» Data for analysis:
┄┄┄┄┄┄┄┄┄┄┄┄┄┄┄┄┄┄┄┄

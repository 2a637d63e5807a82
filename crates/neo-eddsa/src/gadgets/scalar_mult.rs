//! Scalar multiplication gadgets.
//!
//! All three walk the scalar from the least significant bit and return an
//! affine [`VariablePoint`]:
//! - [`FixedBaseMul`]: constant base, variable bits (`s·B`)
//! - [`VariableBaseMul`]: variable base, variable bits (`c·A`)
//! - [`ConstantScalarMul`]: variable base, constant bits (`l·R`)

use ff::PrimeField;

use super::point::PointAdder;
use super::{Gadget, PointResult};
use crate::curve::{CurveParams, EdwardsPoint};
use crate::error::{CircuitError, Result};
use crate::r1cs::{Protoboard, Variable, VariableArray, VariablePoint};

/// `Σ b_i · (2^i·B)` for a constant `B`: each bit selects the precomputed
/// power or the identity (2 constraints), then the selections are summed.
#[derive(Clone, Debug)]
pub struct FixedBaseMul<F: PrimeField> {
    bits: VariableArray,
    powers: Vec<EdwardsPoint<F>>,
    selected: Vec<VariablePoint>,
    adders: Vec<PointAdder<F>>,
    annotation: String,
}

impl<F: PrimeField> FixedBaseMul<F> {
    pub fn new(
        pb: &mut Protoboard<F>,
        curve: &CurveParams<F>,
        base: &EdwardsPoint<F>,
        bits: &VariableArray,
        annotation: &str,
    ) -> Result<Self> {
        if bits.is_empty() {
            return Err(CircuitError::EmptyScalar);
        }

        let mut powers = Vec::with_capacity(bits.len());
        let mut power = *base;
        for _ in 0..bits.len() {
            powers.push(power);
            power = power.double(curve);
        }

        let selected: Vec<VariablePoint> = (0..bits.len())
            .map(|i| VariablePoint::allocate(pb, &format!("{}.sel[{}]", annotation, i)))
            .collect();

        let mut adders = Vec::with_capacity(bits.len() - 1);
        let mut acc = selected[0];
        for (i, sel) in selected.iter().enumerate().skip(1) {
            let adder = PointAdder::new(pb, curve, acc, *sel, &format!("{}.add[{}]", annotation, i));
            acc = adder.result();
            adders.push(adder);
        }

        Ok(Self {
            bits: bits.clone(),
            powers,
            selected,
            adders,
            annotation: annotation.to_owned(),
        })
    }
}

impl<F: PrimeField> PointResult for FixedBaseMul<F> {
    fn result(&self) -> VariablePoint {
        self.adders
            .last()
            .map(PointResult::result)
            .unwrap_or(self.selected[0])
    }
}

impl<F: PrimeField> Gadget<F> for FixedBaseMul<F> {
    fn emit_constraints(&self, pb: &mut Protoboard<F>) -> Result<()> {
        for (i, ((bit, power), sel)) in self
            .bits
            .iter()
            .zip(&self.powers)
            .zip(&self.selected)
            .enumerate()
        {
            // sel = bit ? 2^i·B : (0, 1)
            pb.enforce(
                || format!("{}.sel[{}].x", self.annotation, i),
                |lc| lc + bit,
                |lc| lc + (power.x, Variable::ONE),
                |lc| lc + sel.x,
            )?;
            pb.enforce(
                || format!("{}.sel[{}].y", self.annotation, i),
                |lc| lc + bit,
                |lc| lc + (power.y - F::ONE, Variable::ONE),
                |lc| lc + sel.y - Variable::ONE,
            )?;
        }
        for adder in &self.adders {
            adder.emit_constraints(pb)?;
        }
        Ok(())
    }

    fn compute_witness(&self, pb: &mut Protoboard<F>) -> Result<()> {
        for ((bit, power), sel) in self.bits.iter().zip(&self.powers).zip(&self.selected) {
            let b = pb.value_of(bit)?;
            pb.assign(sel.x, b * power.x)?;
            pb.assign(sel.y, F::ONE + b * (power.y - F::ONE))?;
        }
        for adder in &self.adders {
            adder.compute_witness(pb)?;
        }
        Ok(())
    }
}

#[derive(Clone, Debug)]
struct MulStep<F: PrimeField> {
    bit: Variable,
    doubler: PointAdder<F>,
    adder: PointAdder<F>,
    prev: VariablePoint,
    next: VariablePoint,
}

/// Double-and-add over a variable base: per bit one doubling, one addition
/// and a conditional select (16 constraints).
#[derive(Clone, Debug)]
pub struct VariableBaseMul<F: PrimeField> {
    base: VariablePoint,
    first_bit: Variable,
    first: VariablePoint,
    steps: Vec<MulStep<F>>,
    annotation: String,
}

impl<F: PrimeField> VariableBaseMul<F> {
    pub fn new(
        pb: &mut Protoboard<F>,
        curve: &CurveParams<F>,
        base: VariablePoint,
        bits: &VariableArray,
        annotation: &str,
    ) -> Result<Self> {
        let (&first_bit, rest) = bits
            .as_slice()
            .split_first()
            .ok_or(CircuitError::EmptyScalar)?;
        let first = VariablePoint::allocate(pb, &format!("{}.acc[0]", annotation));

        let mut steps = Vec::with_capacity(rest.len());
        let mut power = base;
        let mut acc = first;
        for (i, &bit) in rest.iter().enumerate() {
            let i = i + 1;
            let doubler = PointAdder::new(pb, curve, power, power, &format!("{}.double[{}]", annotation, i));
            power = doubler.result();
            let adder = PointAdder::new(pb, curve, acc, power, &format!("{}.add[{}]", annotation, i));
            let next = VariablePoint::allocate(pb, &format!("{}.acc[{}]", annotation, i));
            steps.push(MulStep {
                bit,
                doubler,
                adder,
                prev: acc,
                next,
            });
            acc = next;
        }

        Ok(Self {
            base,
            first_bit,
            first,
            steps,
            annotation: annotation.to_owned(),
        })
    }
}

impl<F: PrimeField> PointResult for VariableBaseMul<F> {
    fn result(&self) -> VariablePoint {
        self.steps.last().map(|step| step.next).unwrap_or(self.first)
    }
}

impl<F: PrimeField> Gadget<F> for VariableBaseMul<F> {
    fn emit_constraints(&self, pb: &mut Protoboard<F>) -> Result<()> {
        let (bit, base, first) = (self.first_bit, self.base, self.first);
        pb.enforce(
            || format!("{}.acc[0].x", self.annotation),
            |lc| lc + bit,
            |lc| lc + base.x,
            |lc| lc + first.x,
        )?;
        pb.enforce(
            || format!("{}.acc[0].y", self.annotation),
            |lc| lc + bit,
            |lc| lc + base.y - Variable::ONE,
            |lc| lc + first.y - Variable::ONE,
        )?;

        for (i, step) in self.steps.iter().enumerate() {
            step.doubler.emit_constraints(pb)?;
            step.adder.emit_constraints(pb)?;

            // next = prev + bit·(sum − prev)
            let sum = step.adder.result();
            let (prev, next) = (step.prev, step.next);
            pb.enforce(
                || format!("{}.acc[{}].x", self.annotation, i + 1),
                |lc| lc + step.bit,
                |lc| lc + sum.x - prev.x,
                |lc| lc + next.x - prev.x,
            )?;
            pb.enforce(
                || format!("{}.acc[{}].y", self.annotation, i + 1),
                |lc| lc + step.bit,
                |lc| lc + sum.y - prev.y,
                |lc| lc + next.y - prev.y,
            )?;
        }
        Ok(())
    }

    fn compute_witness(&self, pb: &mut Protoboard<F>) -> Result<()> {
        let base = self.base.value(pb)?;
        let first = if is_set(pb, self.first_bit)? {
            base
        } else {
            EdwardsPoint::identity()
        };
        self.first.assign(pb, &first)?;

        for step in &self.steps {
            step.doubler.compute_witness(pb)?;
            step.adder.compute_witness(pb)?;
            let chosen = if is_set(pb, step.bit)? {
                step.adder.result()
            } else {
                step.prev
            };
            let value = chosen.value(pb)?;
            step.next.assign(pb, &value)?;
        }
        Ok(())
    }
}

/// Witness-side bit read. Non-boolean inputs are caught by the booleanity
/// rows of whoever owns the bits; here anything non-zero selects.
fn is_set<F: PrimeField>(pb: &Protoboard<F>, bit: Variable) -> Result<bool> {
    Ok(!bool::from(pb.value_of(bit)?.is_zero()))
}

/// `k·P` for a constant scalar `k` (little-endian bits). Only set bits cost
/// an addition; the first set bit costs nothing.
#[derive(Clone, Debug)]
pub struct ConstantScalarMul<F: PrimeField> {
    doublers: Vec<PointAdder<F>>,
    adders: Vec<PointAdder<F>>,
    result: VariablePoint,
}

impl<F: PrimeField> ConstantScalarMul<F> {
    pub fn new(
        pb: &mut Protoboard<F>,
        curve: &CurveParams<F>,
        point: VariablePoint,
        scalar: &[bool],
        annotation: &str,
    ) -> Result<Self> {
        let top = scalar
            .iter()
            .rposition(|bit| *bit)
            .ok_or(CircuitError::EmptyScalar)?;

        let mut doublers = Vec::with_capacity(top);
        let mut adders = Vec::new();
        let mut power = point;
        let mut acc: Option<VariablePoint> = None;
        for (i, &bit) in scalar.iter().enumerate().take(top + 1) {
            if i > 0 {
                let doubler = PointAdder::new(pb, curve, power, power, &format!("{}.double[{}]", annotation, i));
                power = doubler.result();
                doublers.push(doubler);
            }
            if bit {
                acc = Some(match acc {
                    None => power,
                    Some(prev) => {
                        let adder = PointAdder::new(pb, curve, prev, power, &format!("{}.add[{}]", annotation, i));
                        let sum = adder.result();
                        adders.push(adder);
                        sum
                    }
                });
            }
        }

        Ok(Self {
            doublers,
            adders,
            result: acc.unwrap_or(power),
        })
    }
}

impl<F: PrimeField> PointResult for ConstantScalarMul<F> {
    fn result(&self) -> VariablePoint {
        self.result
    }
}

impl<F: PrimeField> Gadget<F> for ConstantScalarMul<F> {
    fn emit_constraints(&self, pb: &mut Protoboard<F>) -> Result<()> {
        for gadget in self.doublers.iter().chain(&self.adders) {
            gadget.emit_constraints(pb)?;
        }
        Ok(())
    }

    /// The doubling chain only depends on the input point, so it is filled
    /// first; each addition then only needs earlier results.
    fn compute_witness(&self, pb: &mut Protoboard<F>) -> Result<()> {
        for gadget in self.doublers.iter().chain(&self.adders) {
            gadget.compute_witness(pb)?;
        }
        Ok(())
    }
}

┄┄┄┄┄┄┄┄┄┄┄┄┄┄┄┄┄┄┄┄

Number of lines in the records above holding the word "super": state it and nothing else.

2